DATASET EXCERPTS:
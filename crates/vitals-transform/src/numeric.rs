//! Tolerant numeric coercion for biometric fields.
//!
//! CSV-shaped extractions deliver numbers as strings; JSON-shaped ones as
//! numbers. Both coerce here, and "absent" stays distinct from "malformed"
//! so the validator can report each unambiguously.

use serde_json::Value;

/// Outcome of coercing one raw scalar to a number.
#[derive(Debug, Clone, Copy, PartialEq)]
pub enum NumericCoercion {
    /// No usable value: field absent, null, or an empty string.
    Absent,
    Value(f64),
    /// A value is present but is not a number.
    Malformed,
}

/// Coerce a raw field value to `f64`.
pub fn coerce_f64(value: Option<&Value>) -> NumericCoercion {
    match value {
        None | Some(Value::Null) => NumericCoercion::Absent,
        Some(Value::Number(n)) => match n.as_f64() {
            Some(v) if v.is_finite() => NumericCoercion::Value(v),
            _ => NumericCoercion::Malformed,
        },
        Some(Value::String(s)) => {
            let trimmed = s.trim();
            if trimmed.is_empty() {
                return NumericCoercion::Absent;
            }
            match trimmed.parse::<f64>() {
                Ok(v) if v.is_finite() => NumericCoercion::Value(v),
                _ => NumericCoercion::Malformed,
            }
        }
        Some(_) => NumericCoercion::Malformed,
    }
}
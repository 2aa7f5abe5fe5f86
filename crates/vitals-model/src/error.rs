use thiserror::Error;

#[derive(Debug, Error)]
pub enum VitalsError {
    #[error("missing value for mandatory field `{0}`")]
    MissingValue(&'static str),
    #[error("field `{field}` holds a {actual} value, expected {expected}")]
    TypeMismatch {
        field: &'static str,
        expected: &'static str,
        actual: &'static str,
    },
    #[error("{0}")]
    Message(String),
}

pub type Result<T> = std::result::Result<T, VitalsError>;
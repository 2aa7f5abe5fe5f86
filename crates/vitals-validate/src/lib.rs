//! Schema-driven validation for the vitals pipeline.
//!
//! One generic routine interprets the declarative field schemas from
//! `vitals-model` against raw records:
//!
//! - **validator**: per-record field validation with full error accumulation
//! - **checks::pressure**: advisory cross-field blood-pressure rule
//! - **checks::sequence**: stateful per-owner timestamp ordering audit
//!
//! Every finding becomes an `ErrorRecord` data artifact; nothing here
//! returns `Err` for bad data.

pub mod checks;
pub mod validator;

pub use checks::pressure;
pub use checks::sequence::{OwnerKey, SequenceAuditor};
pub use validator::{RecordOutcome, validate_patient, validate_reading, validate_record};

ABOUT THIS TASK: When the word "validation" turns up on a line of the material above, copy that line.

EXERCISE SOLUTION:
//! Schema-driven validation for the vitals pipeline.
//! - **validator**: per-record field validation with full error accumulation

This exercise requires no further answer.